Les réseaux d’eau se sont multipliés plus tôt en Grande-Bretagne que sur le continent, grâce à l’initiative de sociétés privées qui pompaient leur eau à proximité par le moyen des nouvelles machines à vapeur. Dès le XVIIe siècle, le Parlement leur accorda parfois un monopole. Mais dans la deuxième moitié du XIXe siècle, ces sociétés furent rachetées par les collectivités locales ou supplantées par des régies directes. Le gouvernement et les bourgeoisies industrielles s’étaient rangés à cette solution pour des raisons de santé publique et de bien-être. Pourtant dès la crise économique de 1929, le gouvernement britannique conduisit une politique de reprise en mains du welfare et de réorganisation des services publics à une échelle régionale ; dans le domaine de l’eau, cela a abouti à concentrer la gestion des ressources et des services publics à la fois à l’échelle de dix autorités régionales de rivières regroupant des bassins versants. Et, quinze ans plus tard, la privatisation de la partie services d’eau et d’assainissement s’est accompagnée d’une centralisation accrue de la planification des ressources et de la régulation des usages.

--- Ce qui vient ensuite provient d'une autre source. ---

//! Candidate pre-selection and clause-weight scores.
//!
//! Before probing, the free variables are ranked by an iterated
//! clause-weight score: each literal's score combines the scores of its
//! binary consequences with products over the remaining pairs of its
//! reduced ternary and n-ary occurrences, renormalised each round so the
//! average stays put. A variable's rating is the product of the scores of
//! its two literals. The candidate set is trimmed to a per-level budget,
//! first by dropping below-mean ratings, then by heap selection.

use crate::literal::Lit;
use crate::solver::{Candidate, Lookahead};
use crate::watch::Watched;
use tracing::trace;

impl Lookahead {
    /// Build the lookahead table for the current level: select candidates,
    /// run SCC over the binary implication graph, assign heights and lay
    /// out the probe order.
    pub(crate) fn pre_select(&mut self) {
        self.lookahead.clear();
        if self.select(self.scope_lvl() as u32) {
            self.get_scc();
            if self.inconsistent {
                return;
            }
            self.find_heights();
            self.construct_lookahead_table();
        }
    }

    /// Gather and trim candidates. Returns `false` when there is nothing
    /// to decide, which with a consistent solver means the formula is
    /// satisfied.
    pub(crate) fn select(&mut self, level: u32) -> bool {
        self.init_pre_selection(level);
        let level_cand = self.config.level_cand.max(self.freevars.len() as u32 / 50);
        let max_num_cand = if level == 0 {
            self.freevars.len() as u32
        } else {
            level_cand / level
        };
        let max_num_cand = max_num_cand.max(self.config.min_cutoff) as usize;

        let mut sum = 0.0;
        for newbies in [false, true] {
            sum = self.init_candidates(newbies);
            if !self.candidates.is_empty() {
                break;
            }
            if self.is_sat() {
                return false;
            }
            // a restricted candidate set can be exhausted before the
            // formula is satisfied; there is nothing left to probe
            if !self.select_lookahead_vars.is_empty() {
                return false;
            }
        }
        if self.candidates.is_empty() {
            debug_assert!(self.is_sat());
            return false;
        }

        // step 1: drop below-mean candidates until close to the budget
        let mut progress = true;
        while progress && self.candidates.len() >= max_num_cand * 2 {
            progress = false;
            let mean = sum / (self.candidates.len() as f64 + 0.0001);
            sum = 0.0;
            let mut i = 0;
            while i < self.candidates.len() && self.candidates.len() >= max_num_cand * 2 {
                if self.candidates[i].rating >= mean {
                    sum += self.candidates[i].rating;
                    i += 1;
                } else {
                    self.candidates.swap_remove(i);
                    progress = true;
                }
            }
        }

        // step 2: sift the rest through a heap keyed by rating
        if self.candidates.len() > max_num_cand {
            let mut j = self.candidates.len() / 2;
            while j > 0 {
                j -= 1;
                self.sift_up(j);
            }
            loop {
                self.candidates[0] = self.candidates[self.candidates.len() - 1];
                self.candidates.pop();
                if self.candidates.len() == max_num_cand {
                    break;
                }
                self.sift_up(0);
            }
        }
        debug_assert!(!self.candidates.is_empty() && self.candidates.len() <= max_num_cand);
        true
    }

    /// Sift the candidate at `j` down a min-heap on rating, so repeated
    /// root removal keeps the highest-rated candidates.
    fn sift_up(&mut self, j: usize) {
        let mut i = j;
        let c = self.candidates[j];
        let mut k = 2 * j + 1;
        while k < self.candidates.len() {
            if k + 1 < self.candidates.len()
                && self.candidates[k].rating < self.candidates[k + 1].rating
            {
                k += 1;
            }
            if c.rating <= self.candidates[k].rating {
                break;
            }
            self.candidates[i] = self.candidates[k];
            i = k;
            k = 2 * k + 1;
        }
        if i > j {
            self.candidates[i] = c;
        }
    }

    fn init_candidates(&mut self, newbies: bool) -> f64 {
        self.candidates.clear();
        let mut sum = 0.0;
        for i in 0..self.freevars.len() {
            let x = self.freevars.at(i);
            debug_assert!(self.is_undef_var(x));
            if !self.select_lookahead_vars.is_empty() {
                if self.select_lookahead_vars.contains(&x) {
                    self.candidates.push(Candidate {
                        var: x,
                        rating: self.rating[x as usize],
                    });
                    sum += self.rating[x as usize];
                }
            } else if newbies || self.active_prefix(x) {
                self.candidates.push(Candidate {
                    var: x,
                    rating: self.rating[x as usize],
                });
                sum += self.rating[x as usize];
            }
        }
        trace!(sum, count = self.candidates.len(), "candidates");
        sum
    }

    // ------------------------------------
    // H-scores

    fn init_pre_selection(&mut self, level: u32) {
        let max_level = self.config.max_hlevel as usize;
        if level <= 1 {
            self.ensure_h(2);
            self.h_scores(0, 1);
            for _ in 0..2 {
                for i in 0..2 {
                    self.h_scores(i + 1, (i + 2) % 3);
                }
            }
            self.heur = 1;
        } else if (level as usize) < max_level {
            let level = level as usize;
            self.ensure_h(level);
            self.h_scores(level - 1, level);
            self.heur = level;
        } else {
            self.ensure_h(max_level);
            self.h_scores(max_level - 1, max_level);
            self.heur = max_level;
        }
    }

    /// Grow the score tables up to and including `level`. The base table
    /// starts every literal at one.
    fn ensure_h(&mut self, level: usize) {
        let width = 2 * self.num_vars as usize;
        while self.h.len() <= level {
            let fill = if self.h.is_empty() { 1.0 } else { 0.0 };
            self.h.push(vec![fill; width]);
        }
    }

    /// One refinement round: compute the table at `dst` from the table at
    /// `src` and refresh the variable ratings.
    fn h_scores(&mut self, src: usize, dst: usize) {
        debug_assert_ne!(src, dst);
        let mut sum = 0.0;
        for i in 0..self.freevars.len() {
            let l = Lit::positive(self.freevars.at(i));
            sum += self.h[src][l.index()] + self.h[src][l.negate().index()];
        }
        if sum == 0.0 {
            sum = 0.0001;
        }
        let factor = 2.0 * self.freevars.len() as f64 / sum;
        let sqfactor = factor * factor;
        let afactor = factor * self.config.alpha;
        let mut hp = std::mem::take(&mut self.h[dst]);
        for i in 0..self.freevars.len() {
            let x = self.freevars.at(i);
            let l = Lit::positive(x);
            let pos = self.l_score(l, src, sqfactor, afactor);
            let neg = self.l_score(l.negate(), src, sqfactor, afactor);
            hp[l.index()] = pos;
            hp[l.negate().index()] = neg;
            self.rating[x as usize] = pos * neg;
        }
        self.h[dst] = hp;
    }

    fn l_score(&self, l: Lit, src: usize, sqfactor: f64, afactor: f64) -> f64 {
        let h = &self.h[src];
        let mut sum = 0.0;
        for &w in &self.binary[l.index()] {
            if self.is_undef(w) {
                sum += h[w.index()];
            }
        }
        let mut tsum = 0.0;
        for w in &self.watches[l.index()] {
            match *w {
                Watched::Ternary(l1, l2) => {
                    tsum += h[l1.index()] * h[l2.index()];
                }
                Watched::Clause(_, off) => {
                    // approximation of the ternary case: take two other
                    // literals of the clause
                    let c = self.allocator.get(off);
                    if c[0] == l.negate() {
                        tsum += h[c[1].index()] * h[c[2].index()];
                    } else {
                        debug_assert_eq!(c[1], l.negate());
                        tsum += h[c[0].index()] * h[c[2].index()];
                    }
                }
                Watched::Ext(_) => {}
            }
        }
        (0.1 + afactor * sum + sqfactor * tsum).min(self.config.max_score)
    }

    // ------------------------------------
    // terminal checks

    /// Some clause is falsified outright.
    pub(crate) fn is_unsat(&self) -> bool {
        self.clauses.iter().any(|&off| {
            let c = self.allocator.get(off);
            c.iter().all(|&l| self.is_false(l))
        })
    }

    /// Every clause, including every binary touching a free variable, is
    /// satisfied.
    pub(crate) fn is_sat(&self) -> bool {
        for i in 0..self.freevars.len() {
            let x = self.freevars.at(i);
            for l in [Lit::positive(x), Lit::negative(x)] {
                if self.binary[l.index()].iter().any(|&w| !self.is_true(w)) {
                    return false;
                }
            }
        }
        self.clauses.iter().all(|&off| {
            let c = self.allocator.get(off);
            c.iter().any(|&l| self.is_true(l))
        })
    }
}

En Allemagne, Berlin fait figure d’exception puisque l’Empereur passa outre l’opposition du conseil de la ville et imposa une entreprise privée, cotée à la bourse de Londres. Toutes les autres villes optèrent directement pour une gestion publique, appuyée sur la préférence pour les eaux souterraines ou la filtration par les berges. La disponibilité de cette ressource, a contrario du cas britannique, favorisait le maintien d’une gestion locale. Mais le pragmatisme allemand s’est vite traduit pas une autonomisation des services en réseau par rapport au budget général, puis par la création d’entreprises privées à capitaux entièrement publics, auxquelles on a confié plusieurs services publics : l’eau, le gaz, l’électricité, les réseaux de chaleur et les transports urbains... Ces entreprises municipales ont dans l’ensemble résisté à la centralisation et à la privatisation, et leur modèle a même été imposé aux nouveaux Länder de l’Est après la réunification.
En définitive, on peut souligner le contraste des deux expériences issues du débat public-privé qui ont abouti à la centralisation dans une Grande-Bretagne libérale d’un côté et au maintien du principe de subsidiarité en Allemagne de l’autre. Une discussion en fin d’article propose quelques pistes d’explication.